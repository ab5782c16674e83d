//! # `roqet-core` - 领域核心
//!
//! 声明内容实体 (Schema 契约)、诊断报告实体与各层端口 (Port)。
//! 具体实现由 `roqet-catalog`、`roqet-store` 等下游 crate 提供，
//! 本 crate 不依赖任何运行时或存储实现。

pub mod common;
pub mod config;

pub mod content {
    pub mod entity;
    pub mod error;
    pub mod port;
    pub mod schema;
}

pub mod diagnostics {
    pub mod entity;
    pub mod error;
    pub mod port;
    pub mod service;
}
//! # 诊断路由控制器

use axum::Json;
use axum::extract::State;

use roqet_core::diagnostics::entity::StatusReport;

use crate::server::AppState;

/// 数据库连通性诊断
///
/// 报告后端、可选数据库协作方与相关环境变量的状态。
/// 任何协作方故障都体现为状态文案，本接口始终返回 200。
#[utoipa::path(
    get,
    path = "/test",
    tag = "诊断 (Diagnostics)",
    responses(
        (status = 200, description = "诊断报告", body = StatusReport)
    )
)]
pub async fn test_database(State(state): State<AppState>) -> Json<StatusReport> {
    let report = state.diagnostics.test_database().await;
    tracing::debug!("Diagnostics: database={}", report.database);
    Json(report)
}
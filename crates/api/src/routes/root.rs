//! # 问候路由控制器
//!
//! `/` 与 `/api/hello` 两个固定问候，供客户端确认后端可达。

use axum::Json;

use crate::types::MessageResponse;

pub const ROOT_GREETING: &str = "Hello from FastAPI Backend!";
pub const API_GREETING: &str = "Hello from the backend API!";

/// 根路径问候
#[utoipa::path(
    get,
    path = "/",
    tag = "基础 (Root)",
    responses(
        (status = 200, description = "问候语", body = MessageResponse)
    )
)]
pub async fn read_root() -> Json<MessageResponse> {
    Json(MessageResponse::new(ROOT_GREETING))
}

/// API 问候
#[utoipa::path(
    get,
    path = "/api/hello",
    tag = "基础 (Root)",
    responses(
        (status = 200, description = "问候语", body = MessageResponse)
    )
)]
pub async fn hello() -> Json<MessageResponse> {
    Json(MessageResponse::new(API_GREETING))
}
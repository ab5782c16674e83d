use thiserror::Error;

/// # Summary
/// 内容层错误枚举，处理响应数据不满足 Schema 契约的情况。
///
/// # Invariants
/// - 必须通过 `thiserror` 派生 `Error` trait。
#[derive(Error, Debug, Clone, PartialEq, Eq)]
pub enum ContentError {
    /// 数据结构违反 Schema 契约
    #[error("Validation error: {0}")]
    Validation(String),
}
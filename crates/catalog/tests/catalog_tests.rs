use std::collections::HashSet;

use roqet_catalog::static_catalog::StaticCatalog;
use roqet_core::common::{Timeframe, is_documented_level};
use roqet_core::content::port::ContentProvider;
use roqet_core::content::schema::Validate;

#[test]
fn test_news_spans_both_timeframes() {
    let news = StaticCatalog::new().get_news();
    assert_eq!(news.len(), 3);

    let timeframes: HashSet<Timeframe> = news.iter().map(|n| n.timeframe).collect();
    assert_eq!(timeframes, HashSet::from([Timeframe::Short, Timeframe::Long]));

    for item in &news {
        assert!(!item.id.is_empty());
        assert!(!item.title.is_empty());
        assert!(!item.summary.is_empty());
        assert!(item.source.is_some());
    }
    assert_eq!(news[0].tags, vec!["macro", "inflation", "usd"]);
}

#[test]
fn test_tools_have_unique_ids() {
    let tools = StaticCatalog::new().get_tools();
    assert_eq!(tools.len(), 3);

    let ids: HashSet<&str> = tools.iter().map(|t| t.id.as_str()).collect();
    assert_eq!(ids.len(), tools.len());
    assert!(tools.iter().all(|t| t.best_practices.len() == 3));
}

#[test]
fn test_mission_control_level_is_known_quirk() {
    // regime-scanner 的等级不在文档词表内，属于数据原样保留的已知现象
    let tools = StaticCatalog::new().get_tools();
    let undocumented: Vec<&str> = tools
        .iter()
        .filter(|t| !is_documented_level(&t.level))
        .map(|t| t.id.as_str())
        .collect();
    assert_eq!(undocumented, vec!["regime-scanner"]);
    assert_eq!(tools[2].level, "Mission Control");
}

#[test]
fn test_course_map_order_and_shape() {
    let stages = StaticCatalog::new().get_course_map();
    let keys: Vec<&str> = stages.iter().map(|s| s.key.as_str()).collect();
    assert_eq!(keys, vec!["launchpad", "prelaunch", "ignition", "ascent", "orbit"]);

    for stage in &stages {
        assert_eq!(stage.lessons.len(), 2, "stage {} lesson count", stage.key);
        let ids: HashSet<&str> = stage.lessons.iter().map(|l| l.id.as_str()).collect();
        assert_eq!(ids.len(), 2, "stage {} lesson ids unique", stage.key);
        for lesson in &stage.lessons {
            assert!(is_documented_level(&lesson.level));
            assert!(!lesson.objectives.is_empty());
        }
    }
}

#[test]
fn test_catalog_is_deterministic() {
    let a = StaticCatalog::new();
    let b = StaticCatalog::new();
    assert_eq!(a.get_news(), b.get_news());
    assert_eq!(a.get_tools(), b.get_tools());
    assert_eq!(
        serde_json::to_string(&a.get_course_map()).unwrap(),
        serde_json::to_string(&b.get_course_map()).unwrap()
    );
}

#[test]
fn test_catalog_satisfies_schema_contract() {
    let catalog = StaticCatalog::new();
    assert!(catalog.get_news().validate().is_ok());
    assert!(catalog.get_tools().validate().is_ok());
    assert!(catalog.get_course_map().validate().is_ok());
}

------------------------------------------------------------

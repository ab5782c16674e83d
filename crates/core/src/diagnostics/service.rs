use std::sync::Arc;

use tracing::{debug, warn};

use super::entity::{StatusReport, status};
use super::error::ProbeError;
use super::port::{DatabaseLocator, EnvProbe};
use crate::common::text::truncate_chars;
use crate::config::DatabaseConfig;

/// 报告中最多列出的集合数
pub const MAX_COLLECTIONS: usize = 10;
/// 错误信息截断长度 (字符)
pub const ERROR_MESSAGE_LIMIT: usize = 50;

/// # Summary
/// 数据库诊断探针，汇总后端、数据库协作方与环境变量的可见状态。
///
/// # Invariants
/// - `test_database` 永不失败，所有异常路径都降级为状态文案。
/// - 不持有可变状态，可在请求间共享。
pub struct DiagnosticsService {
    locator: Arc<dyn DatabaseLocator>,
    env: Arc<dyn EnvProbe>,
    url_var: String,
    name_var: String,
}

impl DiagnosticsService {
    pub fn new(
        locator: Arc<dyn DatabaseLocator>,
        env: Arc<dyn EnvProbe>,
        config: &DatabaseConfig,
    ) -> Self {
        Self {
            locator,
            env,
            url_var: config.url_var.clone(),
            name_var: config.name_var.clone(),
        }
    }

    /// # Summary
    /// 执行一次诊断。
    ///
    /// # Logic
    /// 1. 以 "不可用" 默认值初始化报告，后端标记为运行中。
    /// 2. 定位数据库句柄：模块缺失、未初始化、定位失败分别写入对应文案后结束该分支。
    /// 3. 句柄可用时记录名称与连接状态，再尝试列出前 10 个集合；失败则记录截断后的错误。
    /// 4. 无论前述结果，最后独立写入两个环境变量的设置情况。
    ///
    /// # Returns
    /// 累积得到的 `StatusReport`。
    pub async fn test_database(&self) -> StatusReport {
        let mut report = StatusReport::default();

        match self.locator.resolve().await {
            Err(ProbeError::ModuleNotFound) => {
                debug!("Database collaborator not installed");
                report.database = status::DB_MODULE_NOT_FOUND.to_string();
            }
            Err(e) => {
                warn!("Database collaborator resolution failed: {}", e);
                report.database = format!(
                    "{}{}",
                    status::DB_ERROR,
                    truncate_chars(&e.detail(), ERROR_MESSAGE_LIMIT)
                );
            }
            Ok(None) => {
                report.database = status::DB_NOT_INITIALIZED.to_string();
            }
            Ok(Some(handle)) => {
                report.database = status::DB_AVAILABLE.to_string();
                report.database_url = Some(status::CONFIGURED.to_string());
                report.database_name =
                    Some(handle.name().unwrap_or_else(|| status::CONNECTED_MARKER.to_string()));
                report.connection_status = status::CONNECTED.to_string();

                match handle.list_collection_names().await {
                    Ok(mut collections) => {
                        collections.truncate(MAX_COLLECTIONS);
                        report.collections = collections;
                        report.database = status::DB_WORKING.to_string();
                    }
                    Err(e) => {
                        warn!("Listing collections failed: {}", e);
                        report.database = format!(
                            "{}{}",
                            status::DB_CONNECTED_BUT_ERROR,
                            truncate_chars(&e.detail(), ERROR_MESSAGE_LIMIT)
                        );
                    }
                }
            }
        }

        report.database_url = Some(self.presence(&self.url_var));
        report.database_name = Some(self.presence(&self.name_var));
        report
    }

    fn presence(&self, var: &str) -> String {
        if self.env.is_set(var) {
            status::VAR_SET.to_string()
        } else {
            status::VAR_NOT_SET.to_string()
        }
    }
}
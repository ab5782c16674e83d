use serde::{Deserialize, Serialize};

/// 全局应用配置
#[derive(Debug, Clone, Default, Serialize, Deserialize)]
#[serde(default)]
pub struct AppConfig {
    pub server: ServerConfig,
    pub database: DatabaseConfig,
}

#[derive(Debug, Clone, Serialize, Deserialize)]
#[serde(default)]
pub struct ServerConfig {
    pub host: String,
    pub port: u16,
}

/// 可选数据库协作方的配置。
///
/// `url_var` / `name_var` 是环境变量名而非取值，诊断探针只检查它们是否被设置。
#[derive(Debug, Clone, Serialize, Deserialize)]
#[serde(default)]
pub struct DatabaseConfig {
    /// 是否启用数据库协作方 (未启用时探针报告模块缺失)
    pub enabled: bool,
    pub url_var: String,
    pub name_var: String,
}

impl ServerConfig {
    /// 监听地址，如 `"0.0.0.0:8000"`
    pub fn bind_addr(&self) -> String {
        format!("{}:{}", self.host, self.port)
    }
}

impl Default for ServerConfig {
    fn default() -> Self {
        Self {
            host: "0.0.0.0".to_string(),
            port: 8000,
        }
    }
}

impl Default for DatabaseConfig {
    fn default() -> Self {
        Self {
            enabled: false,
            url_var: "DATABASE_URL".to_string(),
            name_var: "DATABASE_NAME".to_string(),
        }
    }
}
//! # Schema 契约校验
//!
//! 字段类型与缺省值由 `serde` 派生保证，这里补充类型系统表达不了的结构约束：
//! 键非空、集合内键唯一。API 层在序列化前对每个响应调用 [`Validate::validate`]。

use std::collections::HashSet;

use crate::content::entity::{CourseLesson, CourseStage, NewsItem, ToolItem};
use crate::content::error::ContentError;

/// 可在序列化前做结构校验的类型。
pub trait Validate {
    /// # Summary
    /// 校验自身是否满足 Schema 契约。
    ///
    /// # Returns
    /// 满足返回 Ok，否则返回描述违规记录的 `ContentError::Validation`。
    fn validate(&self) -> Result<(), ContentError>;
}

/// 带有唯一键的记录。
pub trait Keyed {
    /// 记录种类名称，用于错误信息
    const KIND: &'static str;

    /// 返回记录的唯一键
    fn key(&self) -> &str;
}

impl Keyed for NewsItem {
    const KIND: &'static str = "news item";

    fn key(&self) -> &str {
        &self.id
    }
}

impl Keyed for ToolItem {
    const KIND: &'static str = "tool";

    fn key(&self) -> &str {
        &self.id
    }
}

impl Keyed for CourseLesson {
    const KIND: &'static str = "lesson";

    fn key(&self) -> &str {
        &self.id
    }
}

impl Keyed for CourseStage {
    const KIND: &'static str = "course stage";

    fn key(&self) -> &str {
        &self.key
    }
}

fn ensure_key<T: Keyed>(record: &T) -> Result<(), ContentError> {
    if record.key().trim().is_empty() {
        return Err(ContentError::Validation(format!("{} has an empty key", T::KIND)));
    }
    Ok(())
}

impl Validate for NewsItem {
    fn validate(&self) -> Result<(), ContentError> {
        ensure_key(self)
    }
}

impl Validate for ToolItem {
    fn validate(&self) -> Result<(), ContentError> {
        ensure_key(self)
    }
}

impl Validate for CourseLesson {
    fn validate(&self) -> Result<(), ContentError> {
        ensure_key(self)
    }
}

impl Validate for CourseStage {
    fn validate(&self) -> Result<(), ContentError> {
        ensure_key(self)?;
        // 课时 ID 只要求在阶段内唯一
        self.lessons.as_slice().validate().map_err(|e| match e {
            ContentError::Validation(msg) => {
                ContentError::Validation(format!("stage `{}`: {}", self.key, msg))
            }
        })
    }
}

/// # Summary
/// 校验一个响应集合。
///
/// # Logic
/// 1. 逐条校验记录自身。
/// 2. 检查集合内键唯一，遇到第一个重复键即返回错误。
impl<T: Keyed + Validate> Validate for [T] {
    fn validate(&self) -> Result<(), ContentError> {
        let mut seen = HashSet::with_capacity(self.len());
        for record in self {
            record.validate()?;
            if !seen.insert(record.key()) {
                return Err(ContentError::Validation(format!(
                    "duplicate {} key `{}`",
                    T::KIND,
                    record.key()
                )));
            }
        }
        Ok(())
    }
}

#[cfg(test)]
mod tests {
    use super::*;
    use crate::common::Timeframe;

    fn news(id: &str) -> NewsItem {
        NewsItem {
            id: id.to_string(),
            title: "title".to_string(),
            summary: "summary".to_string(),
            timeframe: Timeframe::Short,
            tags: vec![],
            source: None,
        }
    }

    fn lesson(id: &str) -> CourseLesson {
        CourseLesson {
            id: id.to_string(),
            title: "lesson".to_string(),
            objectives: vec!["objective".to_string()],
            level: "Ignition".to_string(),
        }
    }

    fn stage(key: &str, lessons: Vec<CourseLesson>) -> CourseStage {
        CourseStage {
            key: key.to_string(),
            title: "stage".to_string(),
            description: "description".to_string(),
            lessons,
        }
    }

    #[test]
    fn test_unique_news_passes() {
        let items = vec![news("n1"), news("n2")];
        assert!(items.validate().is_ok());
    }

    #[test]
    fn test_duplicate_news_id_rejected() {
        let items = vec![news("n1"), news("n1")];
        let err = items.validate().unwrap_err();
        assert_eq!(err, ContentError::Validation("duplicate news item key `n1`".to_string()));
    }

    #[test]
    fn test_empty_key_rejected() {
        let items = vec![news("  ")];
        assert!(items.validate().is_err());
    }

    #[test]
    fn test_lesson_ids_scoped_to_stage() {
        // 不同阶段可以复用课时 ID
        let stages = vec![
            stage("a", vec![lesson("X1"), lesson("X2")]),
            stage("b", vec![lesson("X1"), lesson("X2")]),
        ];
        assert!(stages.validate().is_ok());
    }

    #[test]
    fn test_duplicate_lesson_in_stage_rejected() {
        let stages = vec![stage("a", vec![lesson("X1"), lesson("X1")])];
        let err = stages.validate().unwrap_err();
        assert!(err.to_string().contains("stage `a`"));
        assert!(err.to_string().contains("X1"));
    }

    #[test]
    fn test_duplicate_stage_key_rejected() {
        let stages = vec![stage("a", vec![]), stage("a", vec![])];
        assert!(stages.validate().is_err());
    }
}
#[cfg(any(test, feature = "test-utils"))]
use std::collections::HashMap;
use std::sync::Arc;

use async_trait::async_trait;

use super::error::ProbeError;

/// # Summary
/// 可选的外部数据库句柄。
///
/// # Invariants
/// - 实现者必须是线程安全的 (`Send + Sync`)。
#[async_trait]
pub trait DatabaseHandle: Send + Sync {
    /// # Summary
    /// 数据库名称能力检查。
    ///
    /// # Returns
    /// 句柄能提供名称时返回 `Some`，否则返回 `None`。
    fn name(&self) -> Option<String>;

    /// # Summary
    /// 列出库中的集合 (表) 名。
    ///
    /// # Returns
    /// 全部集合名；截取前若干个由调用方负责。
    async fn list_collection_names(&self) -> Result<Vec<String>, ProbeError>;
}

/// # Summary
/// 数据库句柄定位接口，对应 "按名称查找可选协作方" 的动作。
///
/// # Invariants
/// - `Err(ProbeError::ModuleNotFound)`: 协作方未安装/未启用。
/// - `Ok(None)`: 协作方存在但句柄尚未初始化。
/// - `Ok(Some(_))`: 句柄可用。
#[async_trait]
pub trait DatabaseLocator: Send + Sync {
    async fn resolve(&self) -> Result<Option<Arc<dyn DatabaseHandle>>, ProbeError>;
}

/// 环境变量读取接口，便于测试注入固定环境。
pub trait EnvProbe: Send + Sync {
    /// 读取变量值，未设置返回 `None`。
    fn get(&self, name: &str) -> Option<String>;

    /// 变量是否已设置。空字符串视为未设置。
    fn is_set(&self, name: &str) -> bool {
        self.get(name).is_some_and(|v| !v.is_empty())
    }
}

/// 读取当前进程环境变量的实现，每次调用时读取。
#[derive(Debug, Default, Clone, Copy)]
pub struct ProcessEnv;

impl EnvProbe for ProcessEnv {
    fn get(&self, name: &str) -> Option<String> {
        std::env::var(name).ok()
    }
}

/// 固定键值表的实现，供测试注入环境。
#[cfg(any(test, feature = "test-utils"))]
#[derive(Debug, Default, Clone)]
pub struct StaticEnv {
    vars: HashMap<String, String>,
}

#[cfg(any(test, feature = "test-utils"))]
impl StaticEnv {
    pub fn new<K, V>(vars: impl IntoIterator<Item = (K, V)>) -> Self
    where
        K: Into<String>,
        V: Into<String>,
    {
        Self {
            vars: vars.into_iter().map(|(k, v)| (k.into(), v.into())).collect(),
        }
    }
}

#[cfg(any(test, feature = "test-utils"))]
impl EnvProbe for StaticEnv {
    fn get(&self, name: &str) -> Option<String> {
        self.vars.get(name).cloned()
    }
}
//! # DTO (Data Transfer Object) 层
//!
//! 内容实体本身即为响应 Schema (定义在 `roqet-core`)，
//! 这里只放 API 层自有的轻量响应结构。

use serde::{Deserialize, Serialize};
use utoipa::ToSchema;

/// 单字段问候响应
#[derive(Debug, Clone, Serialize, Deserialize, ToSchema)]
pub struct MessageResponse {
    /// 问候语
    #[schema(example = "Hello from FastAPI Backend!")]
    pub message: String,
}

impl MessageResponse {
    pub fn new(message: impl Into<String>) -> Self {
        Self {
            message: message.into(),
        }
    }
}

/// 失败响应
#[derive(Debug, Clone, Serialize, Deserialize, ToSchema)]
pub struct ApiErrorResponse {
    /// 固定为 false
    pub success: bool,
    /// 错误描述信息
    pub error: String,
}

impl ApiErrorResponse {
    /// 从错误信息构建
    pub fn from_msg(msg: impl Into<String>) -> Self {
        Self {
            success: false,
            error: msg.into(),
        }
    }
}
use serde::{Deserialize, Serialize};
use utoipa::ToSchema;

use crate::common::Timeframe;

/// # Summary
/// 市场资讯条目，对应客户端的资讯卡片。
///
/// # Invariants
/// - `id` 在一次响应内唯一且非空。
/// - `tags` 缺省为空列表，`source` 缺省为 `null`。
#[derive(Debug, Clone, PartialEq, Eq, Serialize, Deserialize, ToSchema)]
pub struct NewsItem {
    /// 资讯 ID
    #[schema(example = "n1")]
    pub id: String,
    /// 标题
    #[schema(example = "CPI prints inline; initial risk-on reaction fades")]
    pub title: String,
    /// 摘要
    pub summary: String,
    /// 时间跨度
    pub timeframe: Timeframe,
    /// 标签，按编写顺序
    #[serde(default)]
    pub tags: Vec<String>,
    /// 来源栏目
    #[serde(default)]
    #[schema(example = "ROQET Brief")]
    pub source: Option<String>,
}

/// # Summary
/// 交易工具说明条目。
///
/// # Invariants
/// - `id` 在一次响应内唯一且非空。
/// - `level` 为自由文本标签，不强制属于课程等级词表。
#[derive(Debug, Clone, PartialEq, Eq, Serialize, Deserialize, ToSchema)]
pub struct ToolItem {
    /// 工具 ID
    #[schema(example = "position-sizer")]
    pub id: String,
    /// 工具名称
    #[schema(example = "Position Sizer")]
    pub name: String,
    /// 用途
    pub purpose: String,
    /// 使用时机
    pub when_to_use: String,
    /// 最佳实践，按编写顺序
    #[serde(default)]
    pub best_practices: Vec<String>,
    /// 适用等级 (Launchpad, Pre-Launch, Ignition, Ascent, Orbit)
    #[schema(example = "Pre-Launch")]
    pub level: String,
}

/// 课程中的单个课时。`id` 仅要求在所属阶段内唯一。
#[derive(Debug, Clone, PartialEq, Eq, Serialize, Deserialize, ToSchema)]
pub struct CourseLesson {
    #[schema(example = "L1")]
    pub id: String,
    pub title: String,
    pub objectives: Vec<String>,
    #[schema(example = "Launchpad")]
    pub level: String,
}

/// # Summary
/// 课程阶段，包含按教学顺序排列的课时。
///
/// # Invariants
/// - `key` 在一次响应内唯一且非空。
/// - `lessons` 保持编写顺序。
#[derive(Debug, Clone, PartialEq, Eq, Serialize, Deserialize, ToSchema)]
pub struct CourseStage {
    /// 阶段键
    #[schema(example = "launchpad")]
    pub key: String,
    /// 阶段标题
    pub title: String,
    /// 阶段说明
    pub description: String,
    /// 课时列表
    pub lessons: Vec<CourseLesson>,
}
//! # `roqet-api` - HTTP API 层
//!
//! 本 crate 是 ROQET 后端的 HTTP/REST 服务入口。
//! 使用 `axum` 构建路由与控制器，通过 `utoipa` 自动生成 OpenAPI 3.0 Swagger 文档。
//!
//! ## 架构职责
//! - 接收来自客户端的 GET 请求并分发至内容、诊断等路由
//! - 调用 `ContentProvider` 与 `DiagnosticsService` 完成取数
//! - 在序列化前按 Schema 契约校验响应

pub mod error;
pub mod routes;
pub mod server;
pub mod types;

------------------------------------------------------------

Task description
Search the entries for "detail" and show every line that has it.

Result for this exercise
                    truncate_chars(&e.detail(), ERROR_MESSAGE_LIMIT)
                            truncate_chars(&e.detail(), ERROR_MESSAGE_LIMIT)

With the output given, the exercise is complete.